The Normal Mechanism

During single-leg stance, the gluteus medius and minimus on the stance side contract to keep the pelvis level. Without this contraction, the pelvis drops on the unsupported (swing) side.

Positive Trendelenburg Sign

When the patient stands on the affected leg, the pelvis drops on the opposite side. During gait, this produces the characteristic Trendelenburg gait — or, if the patient compensates by leaning their trunk toward the affected side, the compensated Trendelenburg (Duchenne) gait.

Causes

Gluteus medius weakness (neurogenic):

  • Superior gluteal nerve injury (L4–S1) — surgical damage, traction injury
  • L5 radiculopathy — gluteus medius is primarily L5-innervated
  • Poliomyelitis (historical, still relevant globally)
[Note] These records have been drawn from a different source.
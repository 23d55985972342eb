use thiserror::Error;

/// Unified error taxonomy for the naming system and proxy.
#[derive(Error, Debug)]
pub enum ZnsError {
    #[error("crypto failure: {0}")]
    CryptoFailure(String),

    #[error("storage error: {0}")]
    StorageError(String),

    #[error("resolution timed out after {0:?}")]
    ResolutionTimeout(std::time::Duration),

    #[error("resolution cycle detected at zone {0}")]
    ResolutionCycle(String),

    #[error("no record found for {0}")]
    ResolutionNoRecord(String),

    #[error("protocol error: {0}")]
    ProtocolError(String),

    #[error("upstream error: {0}")]
    UpstreamError(String),

    #[error("method not supported: {0}")]
    MethodNotSupported(String),

    #[error("config error: {0}")]
    ConfigError(String),

    #[error("io error: {0}")]
    Io(#[from] std::io::Error),

    #[error("serialization error: {0}")]
    Serde(#[from] serde_json::Error),
}

impl ZnsError {
    /// SOCKS5 reply code per §7 (ResolutionTimeout/ResolutionCycle -> HostUnreachable,
    /// everything else resolver-related -> GeneralFailure).
    pub fn socks5_reply_code(&self) -> u8 {
        match self {
            ZnsError::ResolutionTimeout(_) => 0x04, // host unreachable
            ZnsError::ResolutionCycle(_) => 0x01,   // general failure
            ZnsError::ResolutionNoRecord(_) => 0x04,
            ZnsError::ProtocolError(_) => 0x01,
            _ => 0x01,
        }
    }

    /// HTTP status for errors surfaced through the HTTPS server pool.
    pub fn http_status(&self) -> u16 {
        match self {
            ZnsError::MethodNotSupported(_) => 501,
            ZnsError::UpstreamError(_) => 502,
            ZnsError::ConfigError(_) => 500,
            _ => 500,
        }
    }
}

#[cfg(test)]
mod tests {
    use super::*;

    #[test]
    fn timeout_and_cycle_map_to_expected_socks5_codes() {
        assert_eq!(
            ZnsError::ResolutionTimeout(std::time::Duration::from_secs(30)).socks5_reply_code(),
            0x04
        );
        assert_eq!(
            ZnsError::ResolutionCycle("zoneA".into()).socks5_reply_code(),
            0x01
        );
        assert_eq!(
            ZnsError::ResolutionNoRecord("foo".into()).socks5_reply_code(),
            0x04
        );
    }

    #[test]
    fn method_not_supported_is_501() {
        assert_eq!(ZnsError::MethodNotSupported("TRACE".into()).http_status(), 501);
    }

    #[test]
    fn upstream_error_is_502() {
        assert_eq!(ZnsError::UpstreamError("connect refused".into()).http_status(), 502);
    }

    #[test]
    fn display_messages() {
        assert_eq!(
            ZnsError::ResolutionCycle("abcd".into()).to_string(),
            "resolution cycle detected at zone abcd"
        );
    }
}
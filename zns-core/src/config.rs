use figment::providers::{Env, Format, Yaml};
use figment::Figment;
use serde::{Deserialize, Serialize};
use std::net::SocketAddr;
use std::path::PathBuf;

/// Top-level configuration, loaded from an optional YAML file merged with
/// `ZNS_`-prefixed environment overrides (double-underscore separated for
/// nested keys).
#[derive(Debug, Clone, Serialize, Deserialize)]
pub struct ZnsConfig {
    #[serde(default)]
    pub proxy: ProxyConfig,
    #[serde(default)]
    pub resolver: ResolverConfig,
    #[serde(default)]
    pub store: StoreConfig,
    #[serde(default)]
    pub identity: IdentityConfig,
    #[serde(default)]
    pub ca: CaConfig,
    #[serde(default)]
    pub observability: ObservabilityConfig,
}

#[derive(Debug, Clone, Serialize, Deserialize)]
pub struct ProxyConfig {
    /// SOCKS5 listener address (§6 default port 7777).
    #[serde(default = "default_socks5_addr")]
    pub socks5_addr: SocketAddr,

    /// Managed suffixes (§4.7/glossary): a human-readable one and a
    /// key-based one, matched case-insensitively on a label boundary.
    #[serde(default = "default_managed_suffixes")]
    pub managed_suffixes: Vec<String>,

    /// SOCKS5 handshake → HTTPS handover timeout, milliseconds.
    #[serde(default = "default_handshake_timeout_ms")]
    pub handshake_timeout_ms: u64,

    /// HTTPS listener idle timeout, milliseconds.
    #[serde(default = "default_listener_idle_ms")]
    pub listener_idle_ms: u64,

    /// Upstream connect timeout, milliseconds.
    #[serde(default = "default_connect_timeout_ms")]
    pub connect_timeout_ms: u64,

    /// Upstream total transfer timeout, milliseconds.
    #[serde(default = "default_transfer_timeout_ms")]
    pub transfer_timeout_ms: u64,

    /// Bridge ring buffer size, bytes.
    #[serde(default = "default_ring_buffer_size")]
    pub ring_buffer_size: usize,
}

#[derive(Debug, Clone, Serialize, Deserialize)]
pub struct ResolverConfig {
    /// Per-request resolution budget, milliseconds (§4.4 step 6, default 30s).
    #[serde(default = "default_resolution_budget_ms")]
    pub resolution_budget_ms: u64,

    /// Per-fetch DHT timeout, milliseconds.
    #[serde(default = "default_dht_fetch_timeout_ms")]
    pub dht_fetch_timeout_ms: u64,

    /// Prefer IPv4 over IPv6 when both are present (§4.4).
    #[serde(default = "default_true")]
    pub prefer_ipv4: bool,
}

#[derive(Debug, Clone, Serialize, Deserialize)]
#[serde(rename_all = "snake_case")]
pub enum StoreBackend {
    Memory,
    File,
}

#[derive(Debug, Clone, Serialize, Deserialize)]
pub struct StoreConfig {
    #[serde(default = "default_store_backend")]
    pub backend: StoreBackend,

    /// Directory for the `file` backend's per-zone JSON files.
    #[serde(default = "default_store_dir")]
    pub dir: PathBuf,

    /// Maximum time a cached block is kept regardless of its own
    /// expiration (§3 "lesser of its expiration and a system-wide maximum").
    #[serde(default = "default_max_cache_ms")]
    pub max_cache_ms: u64,
}

#[derive(Debug, Clone, Serialize, Deserialize)]
pub struct IdentityConfig {
    /// Directory holding one file per ego, named by the hex short-hash of
    /// its public key (§6 "Persisted state").
    #[serde(default = "default_identity_dir")]
    pub key_dir: PathBuf,
}

#[derive(Debug, Clone, Serialize, Deserialize)]
pub struct CaConfig {
    /// PEM file containing both the root CA cert and its private key
    /// (§6 `--authority`).
    #[serde(default = "default_authority_path")]
    pub authority_path: PathBuf,

    /// Leaf certificate validity, days (§4.6, one year).
    #[serde(default = "default_leaf_validity_days")]
    pub leaf_validity_days: u32,
}

#[derive(Debug, Clone, Serialize, Deserialize)]
pub struct ObservabilityConfig {
    #[serde(default = "default_log_level")]
    pub log_level: String,

    #[serde(default)]
    pub json_logs: bool,

    #[serde(default = "default_true")]
    pub access_log: bool,
}

impl Default for ProxyConfig {
    fn default() -> Self {
        ProxyConfig {
            socks5_addr: default_socks5_addr(),
            managed_suffixes: default_managed_suffixes(),
            handshake_timeout_ms: default_handshake_timeout_ms(),
            listener_idle_ms: default_listener_idle_ms(),
            connect_timeout_ms: default_connect_timeout_ms(),
            transfer_timeout_ms: default_transfer_timeout_ms(),
            ring_buffer_size: default_ring_buffer_size(),
        }
    }
}

impl Default for ResolverConfig {
    fn default() -> Self {
        ResolverConfig {
            resolution_budget_ms: default_resolution_budget_ms(),
            dht_fetch_timeout_ms: default_dht_fetch_timeout_ms(),
            prefer_ipv4: default_true(),
        }
    }
}

impl Default for StoreConfig {
    fn default() -> Self {
        StoreConfig {
            backend: default_store_backend(),
            dir: default_store_dir(),
            max_cache_ms: default_max_cache_ms(),
        }
    }
}

impl Default for IdentityConfig {
    fn default() -> Self {
        IdentityConfig {
            key_dir: default_identity_dir(),
        }
    }
}

impl Default for CaConfig {
    fn default() -> Self {
        CaConfig {
            authority_path: default_authority_path(),
            leaf_validity_days: default_leaf_validity_days(),
        }
    }
}

impl Default for ObservabilityConfig {
    fn default() -> Self {
        ObservabilityConfig {
            log_level: default_log_level(),
            json_logs: false,
            access_log: true,
        }
    }
}

fn default_socks5_addr() -> SocketAddr {
    "127.0.0.1:7777".parse().unwrap()
}
fn default_managed_suffixes() -> Vec<String> {
    vec!["zkey".to_string(), "gns".to_string()]
}
fn default_handshake_timeout_ms() -> u64 {
    15_000
}
fn default_listener_idle_ms() -> u64 {
    5 * 60 * 1000
}
fn default_connect_timeout_ms() -> u64 {
    10 * 60 * 1000
}
fn default_transfer_timeout_ms() -> u64 {
    10 * 60 * 1000
}
fn default_ring_buffer_size() -> usize {
    16 * 1024
}
fn default_resolution_budget_ms() -> u64 {
    30_000
}
fn default_dht_fetch_timeout_ms() -> u64 {
    10_000
}
fn default_store_backend() -> StoreBackend {
    StoreBackend::Memory
}
fn default_store_dir() -> PathBuf {
    PathBuf::from("./data/zones")
}
fn default_max_cache_ms() -> u64 {
    24 * 60 * 60 * 1000
}
fn default_identity_dir() -> PathBuf {
    PathBuf::from("./data/identities")
}
fn default_authority_path() -> PathBuf {
    PathBuf::from("./authority.pem")
}
fn default_leaf_validity_days() -> u32 {
    365
}
fn default_log_level() -> String {
    "info".to_string()
}
fn default_true() -> bool {
    true
}

impl Default for ZnsConfig {
    fn default() -> Self {
        ZnsConfig {
            proxy: ProxyConfig::default(),
            resolver: ResolverConfig::default(),
            store: StoreConfig::default(),
            identity: IdentityConfig::default(),
            ca: CaConfig::default(),
            observability: ObservabilityConfig::default(),
        }
    }
}

impl ZnsConfig {
    /// Merge an optional YAML config file with `ZNS_`-prefixed env vars
    /// (nested keys separated by `__`), matching `AndoConfig::load`.
    pub fn load(config_path: Option<&std::path::Path>) -> Result<Self, figment::Error> {
        let mut figment = Figment::from(figment::providers::Serialized::defaults(ZnsConfig::default()));
        if let Some(path) = config_path {
            if path.exists() {
                figment = figment.merge(Yaml::file(path));
            }
        }
        figment = figment.merge(Env::prefixed("ZNS_").split("__"));
        figment.extract()
    }
}
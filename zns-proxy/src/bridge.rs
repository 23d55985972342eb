//! The bridge task's ring buffer and backpressure protocol (§3/§4.10).
//!
//! Single producer (upstream client), single consumer (HTTPS server
//! response callback). Invariants (§3, tested as §8 property 3):
//! `read_ptr <= write_ptr <= buf_end`; `read_ptr == write_ptr` iff empty;
//! the producer pauses when `write_ptr == buf_end`, the consumer pauses
//! when `read_ptr == write_ptr`; at most one of the two status bits is set
//! at any time.

#[derive(Debug, Clone, Copy, PartialEq, Eq)]
pub enum WaitStatus {
    None,
    WaitsForUpstream,
    WaitsForDownstream,
}

pub struct RingBuffer {
    buf: Vec<u8>,
    read_ptr: usize,
    write_ptr: usize,
    status: WaitStatus,
}

impl RingBuffer {
    pub fn new(capacity: usize) -> Self {
        RingBuffer {
            buf: vec![0u8; capacity],
            read_ptr: 0,
            write_ptr: 0,
            status: WaitStatus::None,
        }
    }

    pub fn capacity(&self) -> usize {
        self.buf.len()
    }

    pub fn is_empty(&self) -> bool {
        self.read_ptr == self.write_ptr
    }

    pub fn is_full(&self) -> bool {
        self.write_ptr == self.buf.len()
    }

    pub fn status(&self) -> WaitStatus {
        self.status
    }

    /// Producer appends bytes. Returns the number actually written (may be
    /// less than `data.len()` if the buffer fills); sets
    /// `WaitsForDownstream` and returns "pause me" (`false`) once full.
    pub fn produce(&mut self, data: &[u8]) -> (usize, bool) {
        let space = self.buf.len() - self.write_ptr;
        let n = space.min(data.len());
        self.buf[self.write_ptr..self.write_ptr + n].copy_from_slice(&data[..n]);
        self.write_ptr += n;

        if self.status == WaitStatus::WaitsForUpstream && !self.is_empty() {
            self.status = WaitStatus::None;
        }

        if self.is_full() {
            self.status = WaitStatus::WaitsForDownstream;
            (n, false)
        } else {
            (n, true)
        }
    }

    /// Consumer drains up to `out.len()` bytes. Sets `WaitsForUpstream`
    /// and requests the upstream be resumed when the buffer runs dry.
    pub fn consume(&mut self, out: &mut [u8]) -> usize {
        let available = self.write_ptr - self.read_ptr;
        let n = available.min(out.len());
        out[..n].copy_from_slice(&self.buf[self.read_ptr..self.read_ptr + n]);
        self.read_ptr += n;

        if self.status == WaitStatus::WaitsForDownstream && !self.is_full() {
            self.status = WaitStatus::None;
            self.compact();
        }

        if self.is_empty() {
            self.compact();
            self.status = WaitStatus::WaitsForUpstream;
        }

        n
    }

    /// Reset pointers to the start once the buffer has been fully drained,
    /// so the producer can resume writing from index 0. A partial consume
    /// out of a full buffer leaves `write_ptr == buf.len()` and the
    /// producer sees zero space until the buffer drains completely.
    fn compact(&mut self) {
        if self.read_ptr == self.write_ptr {
            self.read_ptr = 0;
            self.write_ptr = 0;
        }
    }

    pub fn assert_invariants(&self) {
        assert!(self.read_ptr <= self.write_ptr);
        assert!(self.write_ptr <= self.buf.len());
        assert!(!(self.status == WaitStatus::WaitsForUpstream && self.status == WaitStatus::WaitsForDownstream));
    }
}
Gluteus medius weakness (myopathic):

  • Muscular dystrophy
  • Prolonged immobilization and deconditioning
  • Post-surgical weakness (hip arthroplasty — lateral approach)

Hip joint pathology:

  • Osteoarthritis — pain inhibits gluteus medius activation
  • Femoral neck fracture — mechanical disruption of the abductor lever arm
  • Developmental dysplasia of the hip — altered biomechanics
  • Avascular necrosis — pain and structural collapse

Mechanical:

  • Coxa vara — reduced abductor lever arm
  • Non-union of greater trochanter — disrupted muscle attachment

Differentiating the Cause

The key question is whether the Trendelenburg sign is caused by weakness (neural or muscular) or pain (articular):

  • Painless Trendelenburg with isolated abductor weakness: Think nerve injury or myopathy. Check L5 function, look for foot drop.
  • Painful Trendelenburg with antalgic gait: Think hip joint pathology. Examine range of motion, check for crepitus, imaging.
  • Post-surgical Trendelenburg: Common after lateral hip approach. Usually recovers with rehabilitation.

Clinical Pearl

In a patient with a Trendelenburg gait, always examine the lumbar spine. If there is concurrent foot drop (tibialis anterior weakness) and the Trendelenburg sign, the unifying diagnosis is L5 radiculopathy — one nerve root explains both findings.

Summary

Trendelenburg sign = failure of hip abduction on stance. Isolate the cause: painless weakness points to neural/muscular pathology; painful weakness points to the hip joint. Always check L5 function to exclude radiculopathy as the unifying diagnosis.